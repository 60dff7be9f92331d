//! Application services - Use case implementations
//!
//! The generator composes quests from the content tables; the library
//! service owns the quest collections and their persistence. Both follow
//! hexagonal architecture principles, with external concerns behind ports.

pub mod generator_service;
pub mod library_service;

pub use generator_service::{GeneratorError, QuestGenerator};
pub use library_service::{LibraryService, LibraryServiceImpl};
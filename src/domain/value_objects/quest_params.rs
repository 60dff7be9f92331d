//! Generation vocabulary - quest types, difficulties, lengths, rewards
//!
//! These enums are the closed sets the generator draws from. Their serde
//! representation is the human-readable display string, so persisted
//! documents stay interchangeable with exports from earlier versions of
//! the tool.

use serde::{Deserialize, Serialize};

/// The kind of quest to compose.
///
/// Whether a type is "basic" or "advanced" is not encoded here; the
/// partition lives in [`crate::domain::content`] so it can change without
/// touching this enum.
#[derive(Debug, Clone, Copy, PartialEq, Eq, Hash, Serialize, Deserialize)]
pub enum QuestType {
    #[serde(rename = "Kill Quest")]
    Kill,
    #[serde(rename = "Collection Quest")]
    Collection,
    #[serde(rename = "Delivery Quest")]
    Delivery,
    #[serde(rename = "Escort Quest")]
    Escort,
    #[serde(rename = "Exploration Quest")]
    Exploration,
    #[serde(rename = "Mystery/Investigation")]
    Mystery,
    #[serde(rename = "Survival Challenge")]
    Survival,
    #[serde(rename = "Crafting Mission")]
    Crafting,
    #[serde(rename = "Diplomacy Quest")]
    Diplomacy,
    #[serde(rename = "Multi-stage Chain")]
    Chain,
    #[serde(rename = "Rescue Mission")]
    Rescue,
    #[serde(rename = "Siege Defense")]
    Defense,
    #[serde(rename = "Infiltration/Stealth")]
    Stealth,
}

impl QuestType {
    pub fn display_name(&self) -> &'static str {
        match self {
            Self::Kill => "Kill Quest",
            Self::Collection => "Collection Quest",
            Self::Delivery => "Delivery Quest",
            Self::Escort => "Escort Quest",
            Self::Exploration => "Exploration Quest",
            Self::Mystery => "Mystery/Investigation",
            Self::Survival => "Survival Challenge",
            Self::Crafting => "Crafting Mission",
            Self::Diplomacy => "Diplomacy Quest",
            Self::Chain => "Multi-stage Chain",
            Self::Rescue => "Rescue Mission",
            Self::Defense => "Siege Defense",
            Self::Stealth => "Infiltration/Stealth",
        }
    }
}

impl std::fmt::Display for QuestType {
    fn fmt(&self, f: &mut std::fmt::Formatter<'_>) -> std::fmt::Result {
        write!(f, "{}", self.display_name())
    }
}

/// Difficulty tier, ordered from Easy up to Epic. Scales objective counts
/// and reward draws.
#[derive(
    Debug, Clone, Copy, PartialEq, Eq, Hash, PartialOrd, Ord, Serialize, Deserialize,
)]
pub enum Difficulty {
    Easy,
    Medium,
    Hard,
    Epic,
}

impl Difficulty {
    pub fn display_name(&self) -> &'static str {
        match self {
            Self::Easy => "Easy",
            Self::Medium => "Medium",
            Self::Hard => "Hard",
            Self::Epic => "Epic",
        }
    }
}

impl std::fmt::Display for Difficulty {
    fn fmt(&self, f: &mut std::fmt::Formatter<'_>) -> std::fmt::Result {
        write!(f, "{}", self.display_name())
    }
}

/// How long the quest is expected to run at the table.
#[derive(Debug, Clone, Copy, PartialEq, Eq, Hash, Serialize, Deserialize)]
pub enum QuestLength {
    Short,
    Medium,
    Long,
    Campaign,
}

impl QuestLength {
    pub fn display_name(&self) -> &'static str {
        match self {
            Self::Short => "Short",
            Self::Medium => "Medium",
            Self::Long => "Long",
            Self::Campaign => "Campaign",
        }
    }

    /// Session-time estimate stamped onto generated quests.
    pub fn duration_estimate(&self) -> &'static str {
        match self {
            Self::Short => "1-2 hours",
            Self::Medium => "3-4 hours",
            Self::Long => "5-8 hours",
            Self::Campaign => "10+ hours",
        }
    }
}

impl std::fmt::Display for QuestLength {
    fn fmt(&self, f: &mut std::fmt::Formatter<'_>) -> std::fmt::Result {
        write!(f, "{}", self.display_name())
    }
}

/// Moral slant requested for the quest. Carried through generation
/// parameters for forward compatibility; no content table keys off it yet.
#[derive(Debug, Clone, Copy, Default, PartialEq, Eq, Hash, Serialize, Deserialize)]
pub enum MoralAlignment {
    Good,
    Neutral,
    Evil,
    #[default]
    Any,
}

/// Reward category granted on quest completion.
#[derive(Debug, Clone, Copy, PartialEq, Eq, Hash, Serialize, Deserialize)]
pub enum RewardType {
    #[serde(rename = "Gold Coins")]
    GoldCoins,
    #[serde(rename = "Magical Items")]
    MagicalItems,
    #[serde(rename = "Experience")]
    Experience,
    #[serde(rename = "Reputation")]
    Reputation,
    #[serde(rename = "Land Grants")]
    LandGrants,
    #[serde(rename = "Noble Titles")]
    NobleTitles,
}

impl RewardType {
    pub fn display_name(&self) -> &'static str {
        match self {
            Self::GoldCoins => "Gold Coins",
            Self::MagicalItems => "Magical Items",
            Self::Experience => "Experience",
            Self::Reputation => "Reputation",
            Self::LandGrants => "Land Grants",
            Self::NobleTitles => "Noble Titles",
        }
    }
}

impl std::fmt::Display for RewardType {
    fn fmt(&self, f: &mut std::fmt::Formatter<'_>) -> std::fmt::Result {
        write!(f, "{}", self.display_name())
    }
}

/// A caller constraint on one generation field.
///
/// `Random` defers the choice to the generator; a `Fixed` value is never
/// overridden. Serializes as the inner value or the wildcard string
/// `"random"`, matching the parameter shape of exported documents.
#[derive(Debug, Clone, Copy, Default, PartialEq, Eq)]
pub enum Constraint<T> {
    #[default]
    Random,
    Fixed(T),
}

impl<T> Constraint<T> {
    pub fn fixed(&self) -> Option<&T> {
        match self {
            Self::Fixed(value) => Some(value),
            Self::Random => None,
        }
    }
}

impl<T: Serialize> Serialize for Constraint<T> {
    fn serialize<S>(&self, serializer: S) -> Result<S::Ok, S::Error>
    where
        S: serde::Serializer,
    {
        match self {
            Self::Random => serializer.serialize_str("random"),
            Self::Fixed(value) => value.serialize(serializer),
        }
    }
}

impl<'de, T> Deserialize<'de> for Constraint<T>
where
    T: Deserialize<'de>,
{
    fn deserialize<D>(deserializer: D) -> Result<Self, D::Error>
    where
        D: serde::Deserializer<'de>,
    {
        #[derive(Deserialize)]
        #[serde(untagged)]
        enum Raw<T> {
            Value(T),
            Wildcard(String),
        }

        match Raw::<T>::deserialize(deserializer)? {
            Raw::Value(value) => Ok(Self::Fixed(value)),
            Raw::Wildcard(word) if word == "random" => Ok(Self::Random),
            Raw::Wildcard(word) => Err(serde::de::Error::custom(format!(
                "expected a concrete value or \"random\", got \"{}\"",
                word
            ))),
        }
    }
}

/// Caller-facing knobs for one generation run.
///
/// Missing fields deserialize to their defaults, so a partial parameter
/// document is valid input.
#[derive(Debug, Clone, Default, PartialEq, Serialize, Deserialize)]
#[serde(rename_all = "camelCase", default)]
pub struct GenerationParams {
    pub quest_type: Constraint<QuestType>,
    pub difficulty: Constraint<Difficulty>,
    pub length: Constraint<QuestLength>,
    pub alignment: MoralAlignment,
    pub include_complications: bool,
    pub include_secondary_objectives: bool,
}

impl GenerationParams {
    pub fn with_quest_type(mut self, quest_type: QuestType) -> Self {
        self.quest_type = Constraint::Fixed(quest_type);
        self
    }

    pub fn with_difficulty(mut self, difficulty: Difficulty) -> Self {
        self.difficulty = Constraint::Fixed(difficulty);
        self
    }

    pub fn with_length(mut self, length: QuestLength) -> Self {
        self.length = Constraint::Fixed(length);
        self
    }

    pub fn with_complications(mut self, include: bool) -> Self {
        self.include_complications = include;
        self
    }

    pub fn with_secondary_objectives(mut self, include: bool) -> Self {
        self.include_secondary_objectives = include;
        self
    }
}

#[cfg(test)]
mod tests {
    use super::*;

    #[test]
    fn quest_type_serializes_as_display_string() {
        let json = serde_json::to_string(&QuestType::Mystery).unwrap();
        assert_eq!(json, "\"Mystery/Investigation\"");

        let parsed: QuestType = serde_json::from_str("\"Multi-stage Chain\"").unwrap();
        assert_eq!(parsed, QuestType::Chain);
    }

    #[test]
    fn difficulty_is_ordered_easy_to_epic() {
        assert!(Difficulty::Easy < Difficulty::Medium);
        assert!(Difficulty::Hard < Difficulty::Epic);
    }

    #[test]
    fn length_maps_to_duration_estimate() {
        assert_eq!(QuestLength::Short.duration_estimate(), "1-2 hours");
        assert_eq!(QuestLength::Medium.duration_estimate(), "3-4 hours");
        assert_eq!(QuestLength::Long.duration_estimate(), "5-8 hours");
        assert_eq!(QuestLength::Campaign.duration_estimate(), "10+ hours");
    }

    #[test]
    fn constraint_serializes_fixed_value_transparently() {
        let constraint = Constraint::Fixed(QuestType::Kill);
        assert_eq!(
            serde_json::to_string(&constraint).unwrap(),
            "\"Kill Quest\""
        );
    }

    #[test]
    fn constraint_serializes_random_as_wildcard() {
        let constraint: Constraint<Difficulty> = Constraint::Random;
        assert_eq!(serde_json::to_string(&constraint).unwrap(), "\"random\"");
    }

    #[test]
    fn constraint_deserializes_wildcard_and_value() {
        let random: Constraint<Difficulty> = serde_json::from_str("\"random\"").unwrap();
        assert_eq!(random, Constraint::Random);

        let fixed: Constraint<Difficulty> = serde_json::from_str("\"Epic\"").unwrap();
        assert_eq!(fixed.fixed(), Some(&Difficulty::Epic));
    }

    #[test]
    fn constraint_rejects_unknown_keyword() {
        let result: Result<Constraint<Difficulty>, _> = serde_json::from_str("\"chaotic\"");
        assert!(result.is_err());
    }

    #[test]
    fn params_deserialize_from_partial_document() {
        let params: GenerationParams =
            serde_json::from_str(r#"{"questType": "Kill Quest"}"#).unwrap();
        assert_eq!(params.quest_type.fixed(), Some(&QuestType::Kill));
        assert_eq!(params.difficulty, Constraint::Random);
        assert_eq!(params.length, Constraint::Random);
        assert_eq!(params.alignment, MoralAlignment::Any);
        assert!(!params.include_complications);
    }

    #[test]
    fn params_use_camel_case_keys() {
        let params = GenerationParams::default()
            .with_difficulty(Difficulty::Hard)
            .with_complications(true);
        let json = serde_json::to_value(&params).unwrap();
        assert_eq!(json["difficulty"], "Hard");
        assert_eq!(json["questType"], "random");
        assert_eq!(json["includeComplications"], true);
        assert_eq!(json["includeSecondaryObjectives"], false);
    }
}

----

→ Exercise brief
Every line of the listing that holds the string "Mission" counts once. Give the total alone.

→ Written answer
4